Goiás defende validade de memorando com os EUA sobre minerais críticos — Agência Brasil

O governo do estado de Goiás reafirmou, nesta segunda-feira (27), a legitimidade do memorando de entendimento sobre terras raras e minerais críticos assinado com o governo dos Estados Unidos. A informação foi publicada com exclusividade pela Agência Brasil.
A Secretaria de Estado de Comunicação de Goiás rebateu, em nota enviada à Agência Brasil, o ministro do Desenvolvimento, Indústria, Comércio e Serviços, Márcio Elias, que ressaltou que o memorando assinado pelo ex-governador de Goiás, Ronaldo Caiado (PSD) "não se sustenta".
A pasta estadual defendeu que está tudo "dentro do que prevê a legislação nacional". O ministro, por sua vez, afirmou que o subsolo da área em questão pertence à União. "E nós temos uma regra constitucional que defere ao poder central esse papel de interlocução com outros países.
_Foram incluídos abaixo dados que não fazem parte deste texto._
//! # アプリケーション設定
//!
//! 環境変数からアプリケーション設定を読み込む。
//!
//! ## 環境変数一覧
//!
//! | 変数名 | 必須 | デフォルト | 説明 |
//! |--------|------|------------|------|
//! | `ATM_LOCATOR_HOST` | No | `0.0.0.0` | バインドアドレス |
//! | `ATM_LOCATOR_PORT` | No | `8080` | ポート番号 |
//! | `API_KEY` | No | - | 設定時は `/api/*` に API キー認証を要求する |
//!
//! ログ関連（`RUST_LOG`, `LOG_FORMAT`）は
//! [`atm_locator_shared::observability`] が読み込む。

use std::{env, fmt};

use thiserror::Error;

const DEFAULT_HOST: &str = "0.0.0.0";
const DEFAULT_PORT: u16 = 8080;

/// 設定の読み込みエラー
#[derive(Debug, Error, PartialEq, Eq)]
pub enum ConfigError {
    /// ポート番号として解釈できない値
    #[error("{name} は有効なポート番号である必要があります: {value:?}")]
    InvalidPort {
        /// 環境変数名
        name:  &'static str,
        /// 設定されていた値
        value: String,
    },
}

/// アプリケーション全体の設定
///
/// 起動時に一度だけ構築し、[`App`](crate::app::App) に渡す。
#[derive(Clone)]
pub struct AppConfig {
    /// バインドアドレス（例: `0.0.0.0`, `127.0.0.1`, `localhost`）
    pub host:    String,
    /// ポート番号（`0` で OS に空きポートを割り当てさせる）
    pub port:    u16,
    /// API キー（`None` なら認証しない）
    pub api_key: Option<String>,
}

impl AppConfig {
    /// 環境変数から設定を読み込む
    pub fn from_env() -> Result<Self, ConfigError> {
        Self::from_lookup(|name| env::var(name).ok())
    }

    /// 任意の参照関数から設定を読み込む
    ///
    /// プロセスの環境変数を汚さずにテストするために使う。
    pub fn from_lookup(lookup: impl Fn(&str) -> Option<String>) -> Result<Self, ConfigError> {
        let host = lookup("ATM_LOCATOR_HOST").unwrap_or_else(|| DEFAULT_HOST.to_string());

        let port = match lookup("ATM_LOCATOR_PORT") {
            Some(value) => value
                .trim()
                .parse::<u16>()
                .map_err(|_| ConfigError::InvalidPort {
                    name: "ATM_LOCATOR_PORT",
                    value,
                })?,
            None => DEFAULT_PORT,
        };

        // 空文字は未設定として扱う
        let api_key = lookup("API_KEY").filter(|key| !key.is_empty());

        Ok(Self {
            host,
            port,
            api_key,
        })
    }
}

impl fmt::Debug for AppConfig {
    fn fmt(&self, f: &mut fmt::Formatter<'_>) -> fmt::Result {
        f.debug_struct("AppConfig")
            .field("host", &self.host)
            .field("port", &self.port)
            .field("api_key", &self.api_key.as_ref().map(|_| "[REDACTED]"))
            .finish()
    }
}

#[cfg(test)]
mod tests {
    use std::collections::HashMap;

    use pretty_assertions::assert_eq;

    use super::*;

    fn lookup_from(vars: &[(&str, &str)]) -> impl Fn(&str) -> Option<String> {
        let map: HashMap<String, String> = vars
            .iter()
            .map(|(k, v)| ((*k).to_string(), (*v).to_string()))
            .collect();
        move |name| map.get(name).cloned()
    }

    #[test]
    fn test_未設定ならデフォルト値を使う() {
        let config = AppConfig::from_lookup(lookup_from(&[])).unwrap();

        assert_eq!(config.host, "0.0.0.0");
        assert_eq!(config.port, 8080);
        assert_eq!(config.api_key, None);
    }

    #[test]
    fn test_環境変数の値を読み込む() {
        let config = AppConfig::from_lookup(lookup_from(&[
            ("ATM_LOCATOR_HOST", "127.0.0.1"),
            ("ATM_LOCATOR_PORT", "18080"),
            ("API_KEY", "secret"),
        ]))
        .unwrap();

        assert_eq!(config.host, "127.0.0.1");
        assert_eq!(config.port, 18080);
        assert_eq!(config.api_key.as_deref(), Some("secret"));
    }

    #[test]
    fn test_不正なポートはエラーになる() {
        let result = AppConfig::from_lookup(lookup_from(&[("ATM_LOCATOR_PORT", "http")]));

        assert_eq!(
            result.unwrap_err(),
            ConfigError::InvalidPort {
                name:  "ATM_LOCATOR_PORT",
                value: "http".to_string(),
            }
        );
    }

    #[test]
    fn test_空のapi_keyは未設定として扱う() {
        let config = AppConfig::from_lookup(lookup_from(&[("API_KEY", "")])).unwrap();

        assert_eq!(config.api_key, None);
    }

    #[test]
    fn test_debug出力でapi_keyがマスクされる() {
        let config = AppConfig::from_lookup(lookup_from(&[("API_KEY", "secret")])).unwrap();
        let debug = format!("{config:?}");

        assert!(!debug.contains("secret"));
        assert!(debug.contains("[REDACTED]"));
    }
}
O interesse nacional não pode ser gerido localmente", destacou.
O caso Serra Verde
A discussão acontece na esteira da venda da mineradora Serra Verde a uma empresa privada dos EUA. Na quinta-feira (23), deputados do PSOL acionaram a Procuradoria-Geral da República (PGR) para pedir a anulação da venda à USA Rare Earth.
O grupo parlamentar alegou que a operação coloca em risco a soberania econômica do país.

A secretaria de comunicação de Goiás afirmou, à Agência Brasil, que "o governo federal perdeu o bonde da história", e que o estado buscou por conta própria "trazer tecnologia para separação e processamento dos minerais críticos".
A Agência Nacional de Mineração (ANM), em contato com a reportagem, explicou que empresas estrangeiras podem atuar na exploração de minérios no Brasil, contanto que ela seja de abrangência nacional. E que o controle estratégico sobre recursos minerais estratégicos é de competência da União.